El Gobierno venezolano ordenó la congelación de los precios de 18 productos con la entrada en vigor de la nueva Ley de Costos y Precios Justos.
Con una llamada del presidente venezolano Hugo Chávez a "meter ojo" a las multinacionales como Colgate, Palmolive, Pepsi o Coca-Cola, el Gobierno comenzó a aplicar la nueva regulación de costos, con la esperanza de hacer frente a la galopante inflación del país.
"El mercado se convierte en lo que se ha convertido: un mecanismo perverso donde dominan los grandes monopolios y a través de esos mecanismos saquean a los pueblos", indicó el presidente Chávez.
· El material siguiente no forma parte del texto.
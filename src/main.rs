use anyhow::Result;
use clap::Parser;
use env_logger::Env;
use log::{info, warn};
use song_compiler::{Args, compile_batch};

fn main() -> Result<()> {
    // Stage reporting goes to info; default the filter there so plain runs show it.
    env_logger::Builder::from_env(Env::default().default_filter_or("info")).init();
    let args = Args::parse();

    info!("rhythm-machine song compiler v{}", env!("CARGO_PKG_VERSION"));

    let summary = compile_batch(&args.inputs, args.dry);

    if args.dry {
        info!(
            "Dry run finished: {} of {} chart(s) valid..!",
            summary.validated,
            args.inputs.len()
        );
    } else {
        info!(
            "Compiled {} of {} chart(s)..!",
            summary.compiled,
            args.inputs.len()
        );
    }

    if summary.skipped > 0 {
        warn!("Skipped {} input(s); see the messages above", summary.skipped);
    }

    Ok(())
}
Los precios al público estarán congelados en productos como agua natural, jugos de fruta, cloro, jabón, lavaplatos líquidos, limpiadores, champú, desodorantes, papel higiénico y pañales desechables, fabricados por multinacionales y otras, como el principal grupo de alimentación del país, Alimentos Polar.
El presidente hizo alusión a precios de toallas sanitarias que costaban un 200 por ciento menos en el exterior que en Venezuela, y a una crema dental que en México se podía adquirir por cinco veces menos bolívares de los que cuesta en el país.
La inflación en 2010 cerró en 27,2 por ciento y hasta octubre acumula un 22,7 por ciento, la más alta en la región y en el mundo.
El director del Banco Central de Venezuela (BCV), Armando León, advirtió de que la nueva norma "es una ley que hay que evaluarla muy bien, hay que aplicarla muy bien, porque si no se hace de esa manera puede convertirse en un bumerán".
"Son más o menos unos 500.000 precios que funcionan", detalló el directivo, quien explicó que esa cifra puede llegar a alrededor de 1,5 millones de precios si se evalúa la estructura de costos, lo que, a su juicio, hace "muy complicado", aunque no imposible el hacerle seguimiento.